The `task_analysing` module includes **`ColumnTypeAnalyzer`** which is responsible for determining the type of machine learning task: **binary classification** or **linear regression**. Here, too, the target variable is transformed. In the case of **binary classification**, it is transformed to values 0 and 1, while in the case of **linear regression**, it is transformed to have a normal distribution.

## 🧹 Data Cleaning

The `data_cleaning` module is responsible for handling missing values, correcting data formats, and removing unnecessary or redundant columns.

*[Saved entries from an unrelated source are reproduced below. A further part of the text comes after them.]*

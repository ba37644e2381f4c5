//! Channel type definitions and parsing.

use serde::{Deserialize, Serialize};
use uuid::Uuid;

use clinic_entity::user::UserRole;

/// Typed channel identifiers.
#[derive(Debug, Clone, Copy, PartialEq, Eq, Hash, Serialize, Deserialize)]
#[serde(tag = "type", content = "id", rename_all = "snake_case")]
pub enum ChannelType {
    /// Personal channel: the user's appointments and notifications.
    User(Uuid),
    /// Everyone holding a role, e.g. the clinical staff triage queue.
    Role(UserRole),
}

impl ChannelType {
    /// Parses a channel string into a typed channel.
    pub fn parse(channel: &str) -> Option<Self> {
        match channel.split_once(':')? {
            ("user", id) => Uuid::parse_str(id).ok().map(ChannelType::User),
            ("role", role) => role.parse().ok().map(ChannelType::Role),
            _ => None,
        }
    }

    /// Converts back to a channel string.
    pub fn to_channel_string(&self) -> String {
        match self {
            ChannelType::User(id) => format!("user:{id}"),
            ChannelType::Role(role) => format!("role:{role}"),
        }
    }

    /// Channels a connection is subscribed to on connect.
    pub fn defaults_for(user_id: Uuid, role: UserRole) -> [ChannelType; 2] {
        [ChannelType::User(user_id), ChannelType::Role(role)]
    }
}

#[cfg(test)]
mod tests {
    use super::*;

    #[test]
    fn test_round_trip_names() {
        let id = Uuid::new_v4();
        let user = ChannelType::User(id);
        assert_eq!(ChannelType::parse(&user.to_channel_string()), Some(user));

        let staff = ChannelType::Role(UserRole::ClinicalStaff);
        assert_eq!(staff.to_channel_string(), "role:clinical_staff");
        assert_eq!(ChannelType::parse("role:clinical_staff"), Some(staff));
    }

    #[test]
    fn test_rejects_unknown_channels() {
        assert_eq!(ChannelType::parse("folder:abc"), None);
        assert_eq!(ChannelType::parse("user:not-a-uuid"), None);
        assert_eq!(ChannelType::parse("role:janitor"), None);
        assert_eq!(ChannelType::parse("broadcast"), None);
    }
}
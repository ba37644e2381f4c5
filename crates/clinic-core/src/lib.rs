//! # clinic-core
//!
//! Core crate for the campus clinic backend. Contains the cache trait,
//! configuration schemas, domain events, pagination types, and the
//! unified error system.
//!
//! This crate has **no** internal dependencies on other clinic crates.

pub mod config;
pub mod error;
pub mod events;
pub mod result;
pub mod traits;
pub mod types;

pub use error::AppError;
pub use result::AppResult;
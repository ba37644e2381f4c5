//! The cache handle carried in application state.

use std::sync::Arc;
use std::time::Duration;

use async_trait::async_trait;
use tracing::info;

use clinic_core::config::cache::CacheConfig;
use clinic_core::result::AppResult;
use clinic_core::traits::cache::CacheProvider;

use crate::memory::MemoryCacheProvider;
use crate::settings::SettingsCache;

/// Cloneable handle over one shared cache backend.
///
/// The JWT blocklist, the settings cache, and cached calendar sync reports
/// all write through the same instance, so a clone seen by the worker and
/// one seen by the API observe the same entries.
#[derive(Debug, Clone)]
pub struct CacheManager {
    backend: Arc<dyn CacheProvider>,
}

impl CacheManager {
    pub fn new(config: &CacheConfig) -> Self {
        info!(
            max_capacity = config.max_capacity,
            default_ttl_seconds = config.default_ttl_seconds,
            "In-memory cache ready"
        );
        Self {
            backend: Arc::new(MemoryCacheProvider::new(config)),
        }
    }

    /// A [`SettingsCache`] sharing this backend.
    pub fn settings(&self, ttl: Duration) -> SettingsCache {
        SettingsCache::new(Arc::clone(&self.backend), ttl)
    }
}

#[async_trait]
impl CacheProvider for CacheManager {
    async fn get(&self, key: &str) -> AppResult<Option<String>> {
        self.backend.get(key).await
    }

    async fn set(&self, key: &str, value: &str, ttl: Duration) -> AppResult<()> {
        self.backend.set(key, value, ttl).await
    }

    async fn set_default(&self, key: &str, value: &str) -> AppResult<()> {
        self.backend.set_default(key, value).await
    }

    async fn delete(&self, key: &str) -> AppResult<()> {
        self.backend.delete(key).await
    }

    async fn exists(&self, key: &str) -> AppResult<bool> {
        self.backend.exists(key).await
    }

    async fn delete_prefix(&self, prefix: &str) -> AppResult<u64> {
        self.backend.delete_prefix(prefix).await
    }
}

#[cfg(test)]
mod tests {
    use super::*;
    use serde_json::Value;

    #[tokio::test]
    async fn test_clones_share_entries() {
        let cache = CacheManager::new(&CacheConfig::default());
        let other = cache.clone();

        cache.set_default("clinic:probe", "1").await.unwrap();
        assert!(other.exists("clinic:probe").await.unwrap());
    }

    #[tokio::test]
    async fn test_settings_cache_uses_same_backend() {
        let cache = CacheManager::new(&CacheConfig::default());
        let settings = cache.settings(Duration::from_secs(30));

        settings
            .get_default("booking.open", || async { Ok(Some(Value::Bool(true))) })
            .await
            .unwrap();
        assert!(cache.exists(&crate::keys::setting("booking.open")).await.unwrap());
    }
}
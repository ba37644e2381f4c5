//! The signed-in user's notification inbox.
//!
//! Every query is scoped to `ctx.user_id`; another user's notification id
//! behaves exactly like an unknown one.

use std::sync::Arc;

use uuid::Uuid;

use clinic_core::error::AppError;
use clinic_core::types::pagination::{PageRequest, PageResponse};
use clinic_database::repositories::NotificationRepository;
use clinic_entity::notification::Notification;

use crate::context::RequestContext;

#[derive(Debug, Clone)]
pub struct NotificationService {
    repo: Arc<NotificationRepository>,
}

impl NotificationService {
    pub fn new(repo: Arc<NotificationRepository>) -> Self {
        Self { repo }
    }

    /// Newest first.
    pub async fn inbox(
        &self,
        ctx: &RequestContext,
        unread_only: bool,
        page: PageRequest,
    ) -> Result<PageResponse<Notification>, AppError> {
        self.repo.find_by_user(ctx.user_id, unread_only, &page).await
    }

    pub async fn unread_count(&self, ctx: &RequestContext) -> Result<i64, AppError> {
        self.repo.count_unread(ctx.user_id).await
    }

    pub async fn mark_read(&self, ctx: &RequestContext, id: Uuid) -> Result<(), AppError> {
        match self.repo.mark_read(id, ctx.user_id).await? {
            true => Ok(()),
            false => Err(AppError::not_found(format!("Notification {id} not found"))),
        }
    }

    /// Returns how many were unread.
    pub async fn mark_all_read(&self, ctx: &RequestContext) -> Result<u64, AppError> {
        self.repo.mark_all_read(ctx.user_id).await
    }
}
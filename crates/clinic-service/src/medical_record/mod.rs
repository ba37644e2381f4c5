//! Medical records written after completed visits.

pub mod service;

pub use service::{CreateMedicalRecordRequest, MedicalRecordService};
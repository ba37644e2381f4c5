//! Notification category enumeration.

use serde::{Deserialize, Serialize};

/// Category of a notification for filtering in the UI.
#[derive(Debug, Clone, Copy, PartialEq, Eq, Hash, Serialize, Deserialize, sqlx::Type)]
#[sqlx(type_name = "notification_category", rename_all = "snake_case")]
#[serde(rename_all = "snake_case")]
pub enum NotificationCategory {
    /// Appointment workflow updates.
    Appointment,
    /// Account events (verification, activation).
    Account,
    /// Medical record updates.
    MedicalRecord,
    /// System announcements.
    System,
}

impl NotificationCategory {
    /// Return the category as a string.
    pub fn as_str(&self) -> &'static str {
        match self {
            Self::Appointment => "appointment",
            Self::Account => "account",
            Self::MedicalRecord => "medical_record",
            Self::System => "system",
        }
    }
}

impl std::fmt::Display for NotificationCategory {
    fn fmt(&self, f: &mut std::fmt::Formatter<'_>) -> std::fmt::Result {
        write!(f, "{}", self.as_str())
    }
}
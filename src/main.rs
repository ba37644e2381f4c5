//! Campus clinic server: appointment workflow backend.
//!
//! Main entry point that loads configuration, prepares the database, and
//! starts the HTTP server with its background worker.

use tracing_subscriber::{EnvFilter, fmt};

use clinic_core::config::AppConfig;
use clinic_core::config::logging::LogFormat;
use clinic_core::error::AppError;

#[tokio::main]
async fn main() {
    let env = std::env::var("CLINIC_ENV").unwrap_or_else(|_| "development".to_string());

    let config = match AppConfig::load(&env) {
        Ok(c) => c,
        Err(e) => {
            eprintln!("Failed to load configuration: {e}");
            std::process::exit(1);
        }
    };

    init_logging(&config);
    tracing::info!(env = %env, "Configuration loaded");

    if let Err(e) = run(config).await {
        tracing::error!("Server error: {}", e);
        std::process::exit(1);
    }
}

/// Initialize tracing/logging
fn init_logging(config: &AppConfig) {
    let filter =
        EnvFilter::try_from_default_env().unwrap_or_else(|_| EnvFilter::new(&config.logging.level));

    match config.logging.format {
        LogFormat::Json => {
            fmt()
                .json()
                .with_env_filter(filter)
                .with_target(true)
                .with_thread_ids(true)
                .init();
        }
        LogFormat::Pretty => {
            fmt()
                .pretty()
                .with_env_filter(filter)
                .with_target(true)
                .init();
        }
    }
}

async fn run(config: AppConfig) -> Result<(), AppError> {
    tracing::info!("Starting campus clinic v{}", env!("CARGO_PKG_VERSION"));

    let pool = clinic_database::connect(&config.database).await?;
    clinic_database::migration::run_migrations(&pool).await?;

    clinic_api::run_server(config, pool).await
}
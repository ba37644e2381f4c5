//! Built-in job handler implementations.

pub mod calendar;
pub mod cleanup;
pub mod delivery;

pub use calendar::CalendarSyncHandler;
pub use cleanup::NotificationCleanupHandler;
pub use delivery::{DeliveryChannels, NotificationDeliveryHandler};
//! Academic calendar sync from the command line.

use std::sync::Arc;

use chrono::Utc;
use clap::{Args, Subcommand};

use clinic_cache::CacheManager;
use clinic_core::config::AppConfig;
use clinic_core::error::AppError;
use clinic_database::repositories::{HolidayRepository, SyncReportRepository};
use clinic_service::calendar::{
    CalendarFetcher, CalendarSyncService, HolidayStore, HttpCalendarFetcher, SyncReportLog,
    SyncReportStore, current_academic_start,
};

use crate::output::{self, OutputFormat};

/// Arguments for calendar commands
#[derive(Debug, Args)]
pub struct CalendarArgs {
    #[command(subcommand)]
    pub command: CalendarCommand,
}

/// Calendar subcommands
#[derive(Debug, Subcommand)]
pub enum CalendarCommand {
    /// Fetch published calendars and refresh the holiday table
    Sync {
        /// First calendar year of the academic year (defaults to the current one)
        #[arg(short, long)]
        year: Option<i32>,
    },
}

/// Execute calendar commands
pub async fn execute(
    args: &CalendarArgs,
    config: &AppConfig,
    format: OutputFormat,
) -> Result<(), AppError> {
    match &args.command {
        CalendarCommand::Sync { year } => {
            let pool = super::create_db_pool(config).await?;
            let fetcher: Arc<dyn CalendarFetcher> =
                Arc::new(HttpCalendarFetcher::new(&config.calendar)?);
            let store: Arc<dyn HolidayStore> = Arc::new(HolidayRepository::new(pool.clone()));
            let service = CalendarSyncService::new(fetcher, store, &config.calendar);
            let report_store: Arc<dyn SyncReportStore> = Arc::new(SyncReportRepository::new(pool));
            let reports = SyncReportLog::new(report_store, CacheManager::new(&config.cache));

            let year = year.unwrap_or_else(|| current_academic_start(Utc::now().date_naive()));
            println!("Syncing academic calendar {year}...");
            let report = service.sync(year).await;
            if let Err(e) = reports.record(&report).await {
                output::print_warning(&format!("Sync report was not saved: {e}"));
            }

            output::print_item(&report, format);
            if report.failed > 0 {
                output::print_warning(&format!("{} entries could not be stored", report.failed));
            } else {
                output::print_success(&format!(
                    "Calendar {} synced ({} new, {} updated)",
                    report.academic_year, report.synced, report.updated
                ));
            }
        }
    }

    Ok(())
}
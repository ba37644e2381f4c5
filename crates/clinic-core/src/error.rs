//! Unified application error types.
//!
//! All crates map their internal errors into [`AppError`] for consistent
//! propagation through the ? operator. The HTTP mapping lives here as well
//! so every handler can return `Result<_, AppError>` directly.

use std::fmt;

use axum::Json;
use axum::http::StatusCode;
use axum::response::{IntoResponse, Response};
use serde::{Deserialize, Serialize};
use thiserror::Error;

/// Machine-readable error codes attached to access-control and workflow
/// rejections.
pub mod codes {
    /// The caller's role is not offered the requested action.
    pub const ROLE_MISMATCH: &str = "ROLE_MISMATCH";
    /// The requested status change is not in the transition table.
    pub const INVALID_STATUS_TRANSITION: &str = "INVALID_STATUS_TRANSITION";
    /// A doctor tried to act on an appointment assigned to someone else.
    pub const NOT_ASSIGNED_DOCTOR: &str = "NOT_ASSIGNED_DOCTOR";
    /// The account has been deactivated.
    pub const ACCOUNT_INACTIVE: &str = "ACCOUNT_INACTIVE";
    /// The account's email address has not been verified.
    pub const EMAIL_NOT_VERIFIED: &str = "EMAIL_NOT_VERIFIED";
    /// Login failed.
    pub const INVALID_CREDENTIALS: &str = "INVALID_CREDENTIALS";
    /// The bearer token is missing, malformed, expired, or revoked.
    pub const INVALID_TOKEN: &str = "INVALID_TOKEN";
    /// The caller lacks a permission required by the endpoint.
    pub const INSUFFICIENT_PERMISSIONS: &str = "INSUFFICIENT_PERMISSIONS";
    /// The caller may only access their own records.
    pub const NOT_RESOURCE_OWNER: &str = "NOT_RESOURCE_OWNER";
    /// The requested date falls on a holiday that blocks booking.
    pub const DATE_BLOCKED: &str = "DATE_BLOCKED";
}

/// Top-level error kind categorization used across the entire application.
#[derive(Debug, Clone, Copy, PartialEq, Eq, Hash, Serialize, Deserialize)]
pub enum ErrorKind {
    /// The requested resource was not found.
    NotFound,
    /// Authentication failed (invalid credentials, expired token, etc.).
    Authentication,
    /// The caller does not have permission to perform the action.
    Authorization,
    /// Input validation failed.
    Validation,
    /// A conflict occurred (duplicate entry, concurrent modification, etc.).
    Conflict,
    /// An internal server error occurred.
    Internal,
    /// A database error occurred.
    Database,
    /// A cache error occurred.
    Cache,
    /// A configuration error occurred.
    Configuration,
    /// A serialization/deserialization error occurred.
    Serialization,
    /// An external service error occurred.
    ExternalService,
    /// The service is temporarily unavailable.
    ServiceUnavailable,
}

impl ErrorKind {
    /// HTTP status code for this kind.
    pub fn status_code(&self) -> StatusCode {
        match self {
            Self::NotFound => StatusCode::NOT_FOUND,
            Self::Authentication => StatusCode::UNAUTHORIZED,
            Self::Authorization => StatusCode::FORBIDDEN,
            Self::Validation => StatusCode::UNPROCESSABLE_ENTITY,
            Self::Conflict => StatusCode::CONFLICT,
            Self::ExternalService => StatusCode::BAD_GATEWAY,
            Self::ServiceUnavailable => StatusCode::SERVICE_UNAVAILABLE,
            Self::Internal
            | Self::Database
            | Self::Cache
            | Self::Configuration
            | Self::Serialization => StatusCode::INTERNAL_SERVER_ERROR,
        }
    }

    /// Fallback `error_code` used when an error carries no specific code.
    pub fn default_code(&self) -> &'static str {
        match self {
            Self::NotFound => "NOT_FOUND",
            Self::Authentication => "UNAUTHENTICATED",
            Self::Authorization => "FORBIDDEN",
            Self::Validation => "VALIDATION_FAILED",
            Self::Conflict => "CONFLICT",
            Self::ExternalService => "EXTERNAL_SERVICE_ERROR",
            Self::ServiceUnavailable => "SERVICE_UNAVAILABLE",
            Self::Internal
            | Self::Database
            | Self::Cache
            | Self::Configuration
            | Self::Serialization => "INTERNAL_ERROR",
        }
    }
}

impl fmt::Display for ErrorKind {
    fn fmt(&self, f: &mut fmt::Formatter<'_>) -> fmt::Result {
        match self {
            Self::NotFound => write!(f, "NOT_FOUND"),
            Self::Authentication => write!(f, "AUTHENTICATION"),
            Self::Authorization => write!(f, "AUTHORIZATION"),
            Self::Validation => write!(f, "VALIDATION"),
            Self::Conflict => write!(f, "CONFLICT"),
            Self::Internal => write!(f, "INTERNAL"),
            Self::Database => write!(f, "DATABASE"),
            Self::Cache => write!(f, "CACHE"),
            Self::Configuration => write!(f, "CONFIGURATION"),
            Self::Serialization => write!(f, "SERIALIZATION"),
            Self::ExternalService => write!(f, "EXTERNAL_SERVICE"),
            Self::ServiceUnavailable => write!(f, "SERVICE_UNAVAILABLE"),
        }
    }
}

/// The unified application error.
///
/// All crate-specific errors are mapped into `AppError` using `From` impls
/// or explicit `.map_err()` calls. `code` is the machine-readable
/// discriminator returned to clients; `details` carries field-level
/// validation messages.
#[derive(Debug, Error)]
#[error("{kind}: {message}")]
pub struct AppError {
    /// The category of error.
    pub kind: ErrorKind,
    /// A human-readable error message.
    pub message: String,
    /// Specific machine-readable code, overriding the kind default.
    pub code: Option<&'static str>,
    /// Structured details (e.g. `{field: [messages]}`).
    pub details: Option<serde_json::Value>,
    /// Optional underlying cause.
    #[source]
    pub source: Option<Box<dyn std::error::Error + Send + Sync>>,
}

impl AppError {
    /// Create a new application error.
    pub fn new(kind: ErrorKind, message: impl Into<String>) -> Self {
        Self {
            kind,
            message: message.into(),
            code: None,
            details: None,
            source: None,
        }
    }

    /// Create a new application error with an underlying cause.
    pub fn with_source(
        kind: ErrorKind,
        message: impl Into<String>,
        source: impl std::error::Error + Send + Sync + 'static,
    ) -> Self {
        Self {
            kind,
            message: message.into(),
            code: None,
            details: None,
            source: Some(Box::new(source)),
        }
    }

    /// Attach a machine-readable error code.
    pub fn with_code(mut self, code: &'static str) -> Self {
        self.code = Some(code);
        self
    }

    /// Attach structured details.
    pub fn with_details(mut self, details: serde_json::Value) -> Self {
        self.details = Some(details);
        self
    }

    /// The `error_code` reported to clients.
    pub fn error_code(&self) -> &'static str {
        self.code.unwrap_or_else(|| self.kind.default_code())
    }

    /// Create a not-found error.
    pub fn not_found(message: impl Into<String>) -> Self {
        Self::new(ErrorKind::NotFound, message)
    }

    /// Create an authentication error.
    pub fn authentication(message: impl Into<String>) -> Self {
        Self::new(ErrorKind::Authentication, message)
    }

    /// Create an authorization error.
    pub fn authorization(message: impl Into<String>) -> Self {
        Self::new(ErrorKind::Authorization, message)
    }

    /// Create an authorization error carrying a specific code.
    pub fn forbidden(code: &'static str, message: impl Into<String>) -> Self {
        Self::authorization(message).with_code(code)
    }

    /// Create a validation error.
    pub fn validation(message: impl Into<String>) -> Self {
        Self::new(ErrorKind::Validation, message)
    }

    /// Create a validation error for a single field.
    pub fn invalid_field(field: &str, message: impl Into<String>) -> Self {
        let message = message.into();
        let details = serde_json::json!({ field: [message.clone()] });
        Self::validation(message).with_details(details)
    }

    /// Create a conflict error.
    pub fn conflict(message: impl Into<String>) -> Self {
        Self::new(ErrorKind::Conflict, message)
    }

    /// Create an internal error.
    pub fn internal(message: impl Into<String>) -> Self {
        Self::new(ErrorKind::Internal, message)
    }

    /// Create a database error.
    pub fn database(message: impl Into<String>) -> Self {
        Self::new(ErrorKind::Database, message)
    }

    /// Create a cache error.
    pub fn cache(message: impl Into<String>) -> Self {
        Self::new(ErrorKind::Cache, message)
    }

    /// Create a configuration error.
    pub fn configuration(message: impl Into<String>) -> Self {
        Self::new(ErrorKind::Configuration, message)
    }

    /// Create an external-service error.
    pub fn external_service(message: impl Into<String>) -> Self {
        Self::new(ErrorKind::ExternalService, message)
    }

    /// Create a service-unavailable error.
    pub fn service_unavailable(message: impl Into<String>) -> Self {
        Self::new(ErrorKind::ServiceUnavailable, message)
    }
}

impl Clone for AppError {
    fn clone(&self) -> Self {
        Self {
            kind: self.kind,
            message: self.message.clone(),
            code: self.code,
            details: self.details.clone(),
            source: None,
        }
    }
}

impl From<serde_json::Error> for AppError {
    fn from(err: serde_json::Error) -> Self {
        Self::with_source(
            ErrorKind::Serialization,
            format!("JSON serialization error: {err}"),
            err,
        )
    }
}

impl From<config::ConfigError> for AppError {
    fn from(err: config::ConfigError) -> Self {
        Self::with_source(
            ErrorKind::Configuration,
            format!("Configuration error: {err}"),
            err,
        )
    }
}

/// Standard API error response body.
#[derive(Debug, Clone, Serialize, Deserialize)]
pub struct ApiErrorResponse {
    /// Always `false`.
    pub success: bool,
    /// Machine-readable error code.
    pub error_code: String,
    /// Human-readable message.
    pub message: String,
    /// Field-level messages or other details.
    #[serde(skip_serializing_if = "Option::is_none")]
    pub errors: Option<serde_json::Value>,
}

impl IntoResponse for AppError {
    fn into_response(self) -> Response {
        let status = self.kind.status_code();

        // Internal details are logged, never returned.
        let message = if status.is_server_error() && self.kind != ErrorKind::ServiceUnavailable {
            tracing::error!(kind = %self.kind, error = %self.message, "Internal server error");
            "An internal error occurred".to_string()
        } else {
            self.message.clone()
        };

        let body = ApiErrorResponse {
            success: false,
            error_code: self.error_code().to_string(),
            message,
            errors: self.details,
        };

        (status, Json(body)).into_response()
    }
}

#[cfg(test)]
mod tests {
    use super::*;

    #[test]
    fn test_kind_status_mapping() {
        assert_eq!(ErrorKind::Authentication.status_code(), StatusCode::UNAUTHORIZED);
        assert_eq!(ErrorKind::Authorization.status_code(), StatusCode::FORBIDDEN);
        assert_eq!(ErrorKind::Validation.status_code(), StatusCode::UNPROCESSABLE_ENTITY);
        assert_eq!(ErrorKind::NotFound.status_code(), StatusCode::NOT_FOUND);
        assert_eq!(ErrorKind::Database.status_code(), StatusCode::INTERNAL_SERVER_ERROR);
    }

    #[test]
    fn test_error_code_prefers_specific_code() {
        let err = AppError::forbidden(codes::ROLE_MISMATCH, "nope");
        assert_eq!(err.error_code(), "ROLE_MISMATCH");
        assert_eq!(AppError::authorization("nope").error_code(), "FORBIDDEN");
        assert_eq!(AppError::authentication("who").error_code(), "UNAUTHENTICATED");
    }

    #[test]
    fn test_invalid_field_details() {
        let err = AppError::invalid_field("reason", "A reason is required");
        assert_eq!(err.kind, ErrorKind::Validation);
        let details = err.details.expect("details");
        assert_eq!(details["reason"][0], "A reason is required");
    }

    #[test]
    fn test_clone_keeps_code() {
        let err = AppError::validation("bad").with_code(codes::INVALID_STATUS_TRANSITION);
        let cloned = err.clone();
        assert_eq!(cloned.error_code(), codes::INVALID_STATUS_TRANSITION);
        assert!(cloned.source.is_none());
    }

    #[tokio::test]
    async fn test_into_response_body() {
        let response = AppError::forbidden(codes::ROLE_MISMATCH, "Doctors cannot review").into_response();
        assert_eq!(response.status(), StatusCode::FORBIDDEN);
    }
}
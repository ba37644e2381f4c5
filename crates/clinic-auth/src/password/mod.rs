//! Password hashing and policy.

pub mod hasher;
pub mod validator;

pub use hasher::PasswordHasher;
pub use validator::PasswordValidator;
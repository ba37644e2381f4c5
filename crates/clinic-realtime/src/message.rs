//! Inbound and outbound WebSocket message type definitions.

use chrono::{DateTime, Utc};
use serde::{Deserialize, Serialize};
use uuid::Uuid;

use clinic_core::events::{AppointmentEvent, DomainEvent, EventPayload, NotificationEvent};

/// Messages sent by the client to the server.
#[derive(Debug, Clone, Serialize, Deserialize)]
#[serde(tag = "type", rename_all = "snake_case")]
pub enum InboundMessage {
    /// Application-level keepalive.
    Ping {
        /// Echoed back in the pong.
        timestamp: i64,
    },
}

/// Messages sent by the server to the client.
#[derive(Debug, Clone, Serialize, Deserialize)]
#[serde(tag = "type", rename_all = "snake_case")]
pub enum OutboundMessage {
    /// Sent once after the socket is authenticated.
    Connected {
        user_id: Uuid,
        channels: Vec<String>,
    },
    /// A new appointment request.
    AppointmentCreated {
        appointment_id: Uuid,
        patient_id: Uuid,
        timestamp: DateTime<Utc>,
    },
    /// An appointment changed status.
    AppointmentStatusChanged {
        appointment_id: Uuid,
        action: String,
        from_status: String,
        to_status: String,
        actor_id: Option<Uuid>,
        timestamp: DateTime<Utc>,
    },
    /// In-app notification delivery.
    Notification {
        id: Uuid,
        title: String,
        message: String,
        /// Display style (`info`, `success`, `warning`, `error`).
        kind: String,
        timestamp: DateTime<Utc>,
    },
    /// Reply to [`InboundMessage::Ping`].
    Pong { timestamp: i64 },
    /// Error message.
    Error { code: String, message: String },
}

impl OutboundMessage {
    /// Client-facing form of a domain event.
    pub fn from_event(event: &DomainEvent) -> Self {
        match &event.payload {
            EventPayload::Appointment(AppointmentEvent::Created {
                appointment_id,
                patient_id,
            }) => OutboundMessage::AppointmentCreated {
                appointment_id: *appointment_id,
                patient_id: *patient_id,
                timestamp: event.timestamp,
            },
            EventPayload::Appointment(AppointmentEvent::StatusChanged {
                appointment_id,
                action,
                from_status,
                to_status,
                ..
            }) => OutboundMessage::AppointmentStatusChanged {
                appointment_id: *appointment_id,
                action: action.clone(),
                from_status: from_status.clone(),
                to_status: to_status.clone(),
                actor_id: event.actor_id,
                timestamp: event.timestamp,
            },
            EventPayload::Notification(NotificationEvent::Delivered {
                notification_id,
                title,
                message,
                kind,
                ..
            }) => OutboundMessage::Notification {
                id: *notification_id,
                title: title.clone(),
                message: message.clone(),
                kind: kind.clone(),
                timestamp: event.timestamp,
            },
        }
    }

    /// Serialize for a text frame.
    pub fn to_json(&self) -> String {
        serde_json::to_string(self).unwrap_or_else(|_| {
            r#"{"type":"error","code":"SERIALIZATION","message":"unserializable message"}"#
                .to_string()
        })
    }
}

#[cfg(test)]
mod tests {
    use super::*;

    #[test]
    fn test_status_change_carries_actor() {
        let actor = Uuid::new_v4();
        let event = DomainEvent::new(
            Some(actor),
            EventPayload::Appointment(AppointmentEvent::StatusChanged {
                appointment_id: Uuid::nil(),
                patient_id: Uuid::new_v4(),
                doctor_id: None,
                action: "start_review".into(),
                from_status: "pending".into(),
                to_status: "under_review".into(),
            }),
        );
        let json: serde_json::Value =
            serde_json::from_str(&OutboundMessage::from_event(&event).to_json()).unwrap();
        assert_eq!(json["type"], "appointment_status_changed");
        assert_eq!(json["to_status"], "under_review");
        assert_eq!(json["actor_id"], actor.to_string());
    }

    #[test]
    fn test_parse_ping() {
        let msg: InboundMessage = serde_json::from_str(r#"{"type":"ping","timestamp":7}"#).unwrap();
        assert!(matches!(msg, InboundMessage::Ping { timestamp: 7 }));
    }
}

Tools available in this module:

| Tool | Description |

|-------------------------|-----------------------------------------------------------------------------|

| `BinaryColumnHandler` | Ensures consistency in binary column encoding. |

| `DataImputer` | Fills missing values using predefined strategies (mean, median, mode, etc.).|

| `DateHandler` | Processes date columns, handles different data formats. |

| `NumberFormatFixer` | Fixes inconsistent number formats (e.g., commas vs. periods as separators). |

| `PatternRemover` | Removes unwanted, repeated patterns. |

| `RedundantColumnRemover`| Identifies and removes redundant columns (e.g., index or same value). |

| `StringStripper` | Cleans string columns by removing leading/trailing whitespace. |

| `StringToLowerConverter`| Converts string data to lowercase for consistency. |

All these tools are managed by the `DataCleaner` class, which applies the cleaning steps sequentially.

## ⚙️ Feature Processing

The `feature_processing` module focuses on transforming the cleaned data into a format suitable for machine learning algorithms. It includes the following tools:

| **Class** | **Description** |

|---------------------|----------------------------------------------------------------------------------------------------------|

| **`FeatureEncoder`** | Encodes categorical features using one-hot encoding and label encoding for binary features. |

| **`FeatureSelector`**| Selects relevant features by removing highly correlated ones. |

| **`OutlierHandler`** | Detects and handles outliers using methods like IQR or Isolation Forest. |

The `FeatureProcessor` class manages these steps in data processing.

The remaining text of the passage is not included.